## MATERIAL SUPPLIED
Segment Open

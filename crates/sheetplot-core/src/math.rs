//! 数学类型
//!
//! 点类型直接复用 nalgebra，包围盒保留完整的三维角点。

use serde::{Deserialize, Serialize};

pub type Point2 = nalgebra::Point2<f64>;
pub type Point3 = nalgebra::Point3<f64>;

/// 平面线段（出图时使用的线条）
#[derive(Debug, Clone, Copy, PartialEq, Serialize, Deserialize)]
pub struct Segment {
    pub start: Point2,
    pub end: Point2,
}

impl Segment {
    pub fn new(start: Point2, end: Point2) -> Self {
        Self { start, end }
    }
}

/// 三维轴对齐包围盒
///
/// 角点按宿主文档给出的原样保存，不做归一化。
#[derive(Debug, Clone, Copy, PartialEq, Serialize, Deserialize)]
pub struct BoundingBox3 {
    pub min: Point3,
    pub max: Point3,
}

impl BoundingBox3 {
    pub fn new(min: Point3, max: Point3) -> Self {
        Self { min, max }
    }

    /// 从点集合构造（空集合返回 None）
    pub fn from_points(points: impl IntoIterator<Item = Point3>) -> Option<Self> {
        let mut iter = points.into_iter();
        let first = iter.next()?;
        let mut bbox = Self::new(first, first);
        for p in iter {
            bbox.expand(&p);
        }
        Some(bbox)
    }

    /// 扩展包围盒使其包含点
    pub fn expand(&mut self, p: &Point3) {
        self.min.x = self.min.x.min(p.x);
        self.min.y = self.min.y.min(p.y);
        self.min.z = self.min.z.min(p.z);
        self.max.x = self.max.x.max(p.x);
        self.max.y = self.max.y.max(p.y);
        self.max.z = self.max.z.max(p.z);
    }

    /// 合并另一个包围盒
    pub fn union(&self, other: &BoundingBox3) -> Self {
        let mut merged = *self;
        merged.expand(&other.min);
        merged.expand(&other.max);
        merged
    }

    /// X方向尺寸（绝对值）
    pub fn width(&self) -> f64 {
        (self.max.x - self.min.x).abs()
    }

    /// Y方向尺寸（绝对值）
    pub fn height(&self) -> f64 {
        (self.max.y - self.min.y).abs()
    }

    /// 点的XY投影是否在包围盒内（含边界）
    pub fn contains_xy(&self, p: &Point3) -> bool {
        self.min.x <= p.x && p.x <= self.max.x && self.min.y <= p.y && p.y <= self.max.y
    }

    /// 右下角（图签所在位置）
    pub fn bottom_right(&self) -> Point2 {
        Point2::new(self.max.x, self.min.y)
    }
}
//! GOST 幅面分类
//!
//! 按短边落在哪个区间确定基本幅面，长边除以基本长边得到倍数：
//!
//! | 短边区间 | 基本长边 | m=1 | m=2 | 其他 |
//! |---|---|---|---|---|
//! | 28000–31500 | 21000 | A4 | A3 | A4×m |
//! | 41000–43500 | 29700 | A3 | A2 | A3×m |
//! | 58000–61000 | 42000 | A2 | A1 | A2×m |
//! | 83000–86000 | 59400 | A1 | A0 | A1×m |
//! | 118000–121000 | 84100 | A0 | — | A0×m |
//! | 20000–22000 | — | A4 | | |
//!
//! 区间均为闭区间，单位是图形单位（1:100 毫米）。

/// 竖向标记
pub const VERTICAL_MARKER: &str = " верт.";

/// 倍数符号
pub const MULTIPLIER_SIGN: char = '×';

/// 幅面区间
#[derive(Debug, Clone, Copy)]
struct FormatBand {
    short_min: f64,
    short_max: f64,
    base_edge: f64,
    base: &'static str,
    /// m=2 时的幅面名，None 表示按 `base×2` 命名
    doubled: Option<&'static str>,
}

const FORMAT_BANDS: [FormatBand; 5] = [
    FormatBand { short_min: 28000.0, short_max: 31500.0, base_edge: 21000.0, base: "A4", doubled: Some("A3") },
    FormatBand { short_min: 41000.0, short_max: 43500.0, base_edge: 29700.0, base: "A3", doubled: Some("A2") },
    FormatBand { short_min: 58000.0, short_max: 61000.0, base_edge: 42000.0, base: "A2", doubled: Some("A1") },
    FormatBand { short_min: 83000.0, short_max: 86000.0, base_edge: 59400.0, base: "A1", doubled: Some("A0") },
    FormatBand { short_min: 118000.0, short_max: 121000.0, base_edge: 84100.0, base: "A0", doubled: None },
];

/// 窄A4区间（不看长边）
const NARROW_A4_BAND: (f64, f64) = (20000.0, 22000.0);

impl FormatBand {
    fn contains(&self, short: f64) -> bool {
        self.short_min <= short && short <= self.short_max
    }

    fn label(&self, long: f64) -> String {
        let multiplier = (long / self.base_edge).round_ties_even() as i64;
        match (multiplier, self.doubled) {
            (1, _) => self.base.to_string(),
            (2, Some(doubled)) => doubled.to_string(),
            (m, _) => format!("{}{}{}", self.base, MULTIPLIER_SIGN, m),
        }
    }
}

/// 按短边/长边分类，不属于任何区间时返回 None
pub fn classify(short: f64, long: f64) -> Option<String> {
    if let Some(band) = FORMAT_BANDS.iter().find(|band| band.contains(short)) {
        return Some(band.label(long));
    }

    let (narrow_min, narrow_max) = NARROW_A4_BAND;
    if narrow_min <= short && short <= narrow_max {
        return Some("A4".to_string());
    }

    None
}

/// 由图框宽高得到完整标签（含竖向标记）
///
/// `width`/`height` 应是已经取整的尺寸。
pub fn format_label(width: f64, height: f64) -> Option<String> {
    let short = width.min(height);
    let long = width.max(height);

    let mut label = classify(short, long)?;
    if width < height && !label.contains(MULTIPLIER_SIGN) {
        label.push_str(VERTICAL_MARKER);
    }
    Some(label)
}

Segment Closed
Segment Open

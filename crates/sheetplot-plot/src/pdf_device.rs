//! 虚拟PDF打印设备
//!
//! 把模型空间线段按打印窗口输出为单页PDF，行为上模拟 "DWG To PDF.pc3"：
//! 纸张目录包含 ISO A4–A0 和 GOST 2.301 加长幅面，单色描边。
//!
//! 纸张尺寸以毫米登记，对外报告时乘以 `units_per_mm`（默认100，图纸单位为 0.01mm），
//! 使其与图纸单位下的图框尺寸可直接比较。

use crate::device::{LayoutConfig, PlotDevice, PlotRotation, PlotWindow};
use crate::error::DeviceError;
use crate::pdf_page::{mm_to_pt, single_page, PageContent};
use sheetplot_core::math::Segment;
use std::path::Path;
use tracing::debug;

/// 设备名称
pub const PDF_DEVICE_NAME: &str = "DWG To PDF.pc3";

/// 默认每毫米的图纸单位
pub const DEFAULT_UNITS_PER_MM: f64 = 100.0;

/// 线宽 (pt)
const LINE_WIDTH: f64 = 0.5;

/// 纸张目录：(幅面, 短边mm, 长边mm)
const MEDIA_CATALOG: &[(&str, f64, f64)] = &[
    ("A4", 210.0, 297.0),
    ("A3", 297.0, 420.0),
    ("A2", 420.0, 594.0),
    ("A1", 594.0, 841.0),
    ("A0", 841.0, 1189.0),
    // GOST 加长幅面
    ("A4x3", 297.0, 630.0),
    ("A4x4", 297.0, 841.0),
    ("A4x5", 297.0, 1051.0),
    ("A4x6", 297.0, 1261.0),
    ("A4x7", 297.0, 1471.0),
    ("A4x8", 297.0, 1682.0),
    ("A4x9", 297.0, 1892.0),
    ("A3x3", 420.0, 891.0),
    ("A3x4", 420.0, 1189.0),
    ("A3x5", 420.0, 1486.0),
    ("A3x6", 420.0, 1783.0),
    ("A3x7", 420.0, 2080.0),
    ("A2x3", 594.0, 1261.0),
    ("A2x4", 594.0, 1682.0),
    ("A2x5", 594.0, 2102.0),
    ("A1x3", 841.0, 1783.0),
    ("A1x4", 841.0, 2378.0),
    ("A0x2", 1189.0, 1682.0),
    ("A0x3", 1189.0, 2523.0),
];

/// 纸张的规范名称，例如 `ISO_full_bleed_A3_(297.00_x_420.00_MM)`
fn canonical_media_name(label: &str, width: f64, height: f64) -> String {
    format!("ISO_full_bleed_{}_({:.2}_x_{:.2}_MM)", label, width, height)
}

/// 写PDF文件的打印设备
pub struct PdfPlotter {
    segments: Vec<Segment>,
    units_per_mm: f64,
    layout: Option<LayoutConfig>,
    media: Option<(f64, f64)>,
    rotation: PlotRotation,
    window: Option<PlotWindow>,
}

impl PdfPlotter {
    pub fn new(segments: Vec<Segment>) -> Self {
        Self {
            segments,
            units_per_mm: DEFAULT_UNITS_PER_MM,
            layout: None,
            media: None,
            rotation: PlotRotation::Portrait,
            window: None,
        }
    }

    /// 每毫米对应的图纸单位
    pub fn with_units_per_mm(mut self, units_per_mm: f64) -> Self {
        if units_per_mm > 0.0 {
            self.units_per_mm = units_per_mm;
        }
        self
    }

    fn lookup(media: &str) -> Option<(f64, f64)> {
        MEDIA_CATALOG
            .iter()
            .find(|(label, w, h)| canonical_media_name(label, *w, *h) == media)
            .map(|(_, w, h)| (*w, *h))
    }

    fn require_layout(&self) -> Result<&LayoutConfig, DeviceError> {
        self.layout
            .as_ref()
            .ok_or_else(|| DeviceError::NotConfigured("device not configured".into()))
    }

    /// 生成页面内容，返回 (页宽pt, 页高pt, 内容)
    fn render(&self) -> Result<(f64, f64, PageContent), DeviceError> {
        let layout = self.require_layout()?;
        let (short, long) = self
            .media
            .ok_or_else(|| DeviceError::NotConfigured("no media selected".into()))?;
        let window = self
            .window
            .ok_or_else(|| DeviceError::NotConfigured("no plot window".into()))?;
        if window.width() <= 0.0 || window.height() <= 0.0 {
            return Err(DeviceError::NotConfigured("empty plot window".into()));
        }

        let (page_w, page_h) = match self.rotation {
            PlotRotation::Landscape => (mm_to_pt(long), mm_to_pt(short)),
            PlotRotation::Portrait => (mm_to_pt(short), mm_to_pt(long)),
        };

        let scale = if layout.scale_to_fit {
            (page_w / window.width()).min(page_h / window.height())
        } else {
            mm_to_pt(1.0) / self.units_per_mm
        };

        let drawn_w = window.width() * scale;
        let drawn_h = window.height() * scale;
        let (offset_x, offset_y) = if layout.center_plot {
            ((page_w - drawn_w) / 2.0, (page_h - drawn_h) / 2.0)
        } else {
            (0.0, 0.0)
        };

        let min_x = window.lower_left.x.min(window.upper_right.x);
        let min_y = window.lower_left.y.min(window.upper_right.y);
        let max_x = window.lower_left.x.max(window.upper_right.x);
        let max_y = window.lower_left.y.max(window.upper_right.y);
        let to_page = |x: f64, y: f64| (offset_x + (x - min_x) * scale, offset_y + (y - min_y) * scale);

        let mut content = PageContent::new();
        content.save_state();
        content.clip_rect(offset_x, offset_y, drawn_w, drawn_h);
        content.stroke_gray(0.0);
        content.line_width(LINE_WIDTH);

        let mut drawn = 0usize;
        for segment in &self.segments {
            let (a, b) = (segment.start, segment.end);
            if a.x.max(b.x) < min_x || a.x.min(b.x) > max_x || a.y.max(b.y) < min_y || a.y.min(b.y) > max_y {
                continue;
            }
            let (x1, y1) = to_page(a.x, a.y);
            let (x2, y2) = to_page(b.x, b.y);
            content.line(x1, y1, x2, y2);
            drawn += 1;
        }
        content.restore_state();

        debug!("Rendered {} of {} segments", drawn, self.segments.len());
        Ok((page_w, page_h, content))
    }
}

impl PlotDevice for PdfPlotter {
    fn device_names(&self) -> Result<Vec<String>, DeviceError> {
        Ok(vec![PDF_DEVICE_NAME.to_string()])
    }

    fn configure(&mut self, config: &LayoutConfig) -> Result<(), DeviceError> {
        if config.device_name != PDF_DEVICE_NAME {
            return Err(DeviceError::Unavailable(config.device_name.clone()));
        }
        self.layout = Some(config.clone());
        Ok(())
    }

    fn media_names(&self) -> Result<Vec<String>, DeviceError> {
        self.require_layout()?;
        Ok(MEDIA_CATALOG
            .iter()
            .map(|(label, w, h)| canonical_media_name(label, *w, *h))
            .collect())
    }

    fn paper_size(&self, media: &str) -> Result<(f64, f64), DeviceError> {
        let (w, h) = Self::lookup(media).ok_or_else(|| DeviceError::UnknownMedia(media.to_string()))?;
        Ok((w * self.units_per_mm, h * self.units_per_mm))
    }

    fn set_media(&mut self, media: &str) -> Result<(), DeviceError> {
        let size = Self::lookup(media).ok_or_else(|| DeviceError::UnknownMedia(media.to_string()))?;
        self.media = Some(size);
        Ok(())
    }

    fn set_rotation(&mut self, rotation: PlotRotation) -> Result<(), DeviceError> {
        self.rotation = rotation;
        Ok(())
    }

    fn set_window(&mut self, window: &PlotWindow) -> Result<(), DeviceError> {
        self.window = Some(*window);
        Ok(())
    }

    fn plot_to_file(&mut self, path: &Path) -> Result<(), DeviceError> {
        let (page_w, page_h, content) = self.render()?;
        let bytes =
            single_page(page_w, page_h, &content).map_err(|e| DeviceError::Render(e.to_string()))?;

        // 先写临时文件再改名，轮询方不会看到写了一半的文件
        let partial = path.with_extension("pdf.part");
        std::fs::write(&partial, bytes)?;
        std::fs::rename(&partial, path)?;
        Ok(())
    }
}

Segment Closed

## ACTIVITY
Could you reproduce exactly the lines of the entries above, from the one with "label, width, height)" through the one with "if window.width() <= 0.0", and nothing else?

## OUTPUT OF THE TASK
    format!("ISO_full_bleed_{}_({:.2}_x_{:.2}_MM)", label, width, height)
}

/// 写PDF文件的打印设备
pub struct PdfPlotter {
    segments: Vec<Segment>,
    units_per_mm: f64,
    layout: Option<LayoutConfig>,
    media: Option<(f64, f64)>,
    rotation: PlotRotation,
    window: Option<PlotWindow>,
}

impl PdfPlotter {
    pub fn new(segments: Vec<Segment>) -> Self {
        Self {
            segments,
            units_per_mm: DEFAULT_UNITS_PER_MM,
            layout: None,
            media: None,
            rotation: PlotRotation::Portrait,
            window: None,
        }
    }

    /// 每毫米对应的图纸单位
    pub fn with_units_per_mm(mut self, units_per_mm: f64) -> Self {
        if units_per_mm > 0.0 {
            self.units_per_mm = units_per_mm;
        }
        self
    }

    fn lookup(media: &str) -> Option<(f64, f64)> {
        MEDIA_CATALOG
            .iter()
            .find(|(label, w, h)| canonical_media_name(label, *w, *h) == media)
            .map(|(_, w, h)| (*w, *h))
    }

    fn require_layout(&self) -> Result<&LayoutConfig, DeviceError> {
        self.layout
            .as_ref()
            .ok_or_else(|| DeviceError::NotConfigured("device not configured".into()))
    }

    /// 生成页面内容，返回 (页宽pt, 页高pt, 内容)
    fn render(&self) -> Result<(f64, f64, PageContent), DeviceError> {
        let layout = self.require_layout()?;
        let (short, long) = self
            .media
            .ok_or_else(|| DeviceError::NotConfigured("no media selected".into()))?;
        let window = self
            .window
            .ok_or_else(|| DeviceError::NotConfigured("no plot window".into()))?;
        if window.width() <= 0.0 || window.height() <= 0.0 {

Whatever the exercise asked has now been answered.